The Dirac equation was formulated nearly a century ago, with the goal of combining quantum mechanics and special relativity. The elegance and simplicity of its construction infused the entire project of quantum physics, through the idea that a minimal combination of relativistic and quantum principles should define the basic building blocks of physical theories. This philosophy produced the most-tested, successful theories of physics, such as quantum electrodynamics (QED). In condensed matter physics, the Dirac equation has become a source of fascination in more recent times. Versions of the Dirac equation describe chiral edge states of quantum Hall droplets, "ultrarelativistic" carriers in graphene, Weyl semimetals, and moire materials, and surface states of 3D topological phases.

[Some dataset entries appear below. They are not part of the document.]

// Chart pipeline error types and constants

use crate::error::ErrorCode;
use log::error;
use std::fmt;

/// Chart error code constants
///
/// Error code range: 2001-2007
pub struct ChartErrorCodes {}

impl ChartErrorCodes {
    /// Sample rate is zero
    pub const INVALID_SAMPLE_RATE: i32 = 2001;

    /// Sample buffer contains NaN or infinite values
    pub const NON_FINITE_SAMPLES: i32 = 2002;

    /// Difficulty profile fails validation
    pub const INVALID_PROFILE: i32 = 2003;

    /// Lane count is zero
    pub const INVALID_LANE_COUNT: i32 = 2004;

    /// Chart document is malformed or violates chart ordering
    pub const MALFORMED_CHART: i32 = 2005;

    /// WAV file could not be decoded
    pub const WAV_DECODE_FAILED: i32 = 2006;

    /// Filesystem access failed
    pub const IO_FAILED: i32 = 2007;
}

/// Log a chart error with structured context
///
/// Logs the numeric code, the component and the message so failures in
/// batch generation can be grepped out of CLI output.
pub fn log_chart_error(err: &ChartError, context: &str) {
    error!(
        "Chart error in {}: code={}, component=ChartPipeline, message={}",
        context,
        err.code(),
        err.message()
    );
}

/// Errors raised at the chart pipeline boundary
///
/// Generation itself never fails once its inputs are valid; these errors
/// cover validation of those inputs and the (de)serialization surface.
#[derive(Debug, Clone, PartialEq)]
pub enum ChartError {
    /// Sample rate must be greater than zero
    InvalidSampleRate { sample_rate: u32 },

    /// Sample buffer contains a non-finite value
    NonFiniteSamples { index: usize },

    /// Difficulty profile violates its schema
    InvalidProfile { reason: String },

    /// Lane count must be greater than zero
    InvalidLaneCount { lane_count: usize },

    /// Chart document could not be parsed or is inconsistent
    MalformedChart { reason: String },

    /// WAV decoding failed
    WavDecode { reason: String },

    /// Filesystem error
    Io { details: String },
}

impl ErrorCode for ChartError {
    fn code(&self) -> i32 {
        match self {
            ChartError::InvalidSampleRate { .. } => ChartErrorCodes::INVALID_SAMPLE_RATE,
            ChartError::NonFiniteSamples { .. } => ChartErrorCodes::NON_FINITE_SAMPLES,
            ChartError::InvalidProfile { .. } => ChartErrorCodes::INVALID_PROFILE,
            ChartError::InvalidLaneCount { .. } => ChartErrorCodes::INVALID_LANE_COUNT,
            ChartError::MalformedChart { .. } => ChartErrorCodes::MALFORMED_CHART,
            ChartError::WavDecode { .. } => ChartErrorCodes::WAV_DECODE_FAILED,
            ChartError::Io { .. } => ChartErrorCodes::IO_FAILED,
        }
    }

    fn message(&self) -> String {
        match self {
            ChartError::InvalidSampleRate { sample_rate } => {
                format!("Sample rate must be greater than 0 (got {})", sample_rate)
            }
            ChartError::NonFiniteSamples { index } => {
                format!(
                    "Sample buffer contains a non-finite value at index {}",
                    index
                )
            }
            ChartError::InvalidProfile { reason } => {
                format!("Invalid difficulty profile: {}", reason)
            }
            ChartError::InvalidLaneCount { lane_count } => {
                format!("Lane count must be greater than 0 (got {})", lane_count)
            }
            ChartError::MalformedChart { reason } => {
                format!("Malformed chart: {}", reason)
            }
            ChartError::WavDecode { reason } => {
                format!("Failed to decode WAV input: {}", reason)
            }
            ChartError::Io { details } => {
                format!("I/O error: {}", details)
            }
        }
    }
}

impl fmt::Display for ChartError {
    fn fmt(&self, f: &mut fmt::Formatter<'_>) -> fmt::Result {
        write!(
            f,
            "ChartError::{:?} (code {}): {}",
            self,
            self.code(),
            self.message()
        )
    }
}

impl std::error::Error for ChartError {}

impl From<std::io::Error> for ChartError {
    fn from(err: std::io::Error) -> Self {
        ChartError::Io {
            details: err.to_string(),
        }
    }
}

impl From<serde_json::Error> for ChartError {
    fn from(err: serde_json::Error) -> Self {
        ChartError::MalformedChart {
            reason: err.to_string(),
        }
    }
}

impl From<hound::Error> for ChartError {
    fn from(err: hound::Error) -> Self {
        match err {
            hound::Error::IoError(io) => io.into(),
            other => ChartError::WavDecode {
                reason: other.to_string(),
            },
        }
    }
}

#[cfg(test)]
mod tests {
    use super::*;

    #[test]
    fn test_chart_error_codes() {
        assert_eq!(
            ChartError::InvalidSampleRate { sample_rate: 0 }.code(),
            ChartErrorCodes::INVALID_SAMPLE_RATE
        );
        assert_eq!(
            ChartError::NonFiniteSamples { index: 3 }.code(),
            ChartErrorCodes::NON_FINITE_SAMPLES
        );
        assert_eq!(
            ChartError::InvalidProfile {
                reason: "test".to_string()
            }
            .code(),
            ChartErrorCodes::INVALID_PROFILE
        );
        assert_eq!(
            ChartError::InvalidLaneCount { lane_count: 0 }.code(),
            ChartErrorCodes::INVALID_LANE_COUNT
        );
        assert_eq!(
            ChartError::MalformedChart {
                reason: "test".to_string()
            }
            .code(),
            ChartErrorCodes::MALFORMED_CHART
        );
        assert_eq!(
            ChartError::WavDecode {
                reason: "test".to_string()
            }
            .code(),
            ChartErrorCodes::WAV_DECODE_FAILED
        );
        assert_eq!(
            ChartError::Io {
                details: "test".to_string()
            }
            .code(),
            ChartErrorCodes::IO_FAILED
        );
    }

    #[test]
    fn test_chart_error_messages() {
        let err = ChartError::InvalidSampleRate { sample_rate: 0 };
        assert_eq!(err.message(), "Sample rate must be greater than 0 (got 0)");

        let err = ChartError::InvalidLaneCount { lane_count: 0 };
        assert!(err.message().contains("Lane count"));

        let err = ChartError::NonFiniteSamples { index: 12 };
        assert!(err.message().contains("index 12"));
    }

    #[test]
    fn test_chart_error_display() {
        let err = ChartError::InvalidSampleRate { sample_rate: 0 };
        let display = format!("{}", err);
        assert!(display.contains("ChartError"));
        assert!(display.contains(&err.code().to_string()));
    }

    #[test]
    fn test_from_io_error() {
        let io_err = std::io::Error::other("test io error");
        let chart_err: ChartError = io_err.into();
        match chart_err {
            ChartError::Io { details } => {
                assert!(details.contains("test io error"));
            }
            _ => panic!("Expected Io"),
        }
    }

    #[test]
    fn test_from_json_error() {
        let json_err = serde_json::from_str::<serde_json::Value>("{not json").unwrap_err();
        let chart_err: ChartError = json_err.into();
        assert_eq!(chart_err.code(), ChartErrorCodes::MALFORMED_CHART);
    }
}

In this talk, after reviewing some of these successes, I will discuss a very surprising recent development wherein the emergent Dirac equation that is supposed to describe surface states of most "strong" 3D topological phases fails to determine even the most basic properties of the surface. One such question is whether surface particles can conduct energy in the presence of impurities. This development implies that 2+1-D quantum field theories meant to describe surface states of topological matter are fundamentally incomplete. This is analogous to requiring an understanding of physics at the Planck scale in order to predict properties of ordinary 3+1-D quantum matter. The "missing" information turns out to be a type of symmetry-preserving, hidden surface Berry curvature that resides outside the minimal Dirac description. We show that surface Berry curvature can interupt bulk-boundary spectral flow and Anderson localize most surface states. Our work reveals that three-dimensional phases in the periodic table have a much richer boundary phenomenology than previously believed, where the extreme cases correspond to (1) spectrum-wide quantum-critical surface delocalization, with a bulk "bridge" connecting boundary states at different surfaces, vs. (2) bulk-disconnected surface states that avoid localization only at zero energy.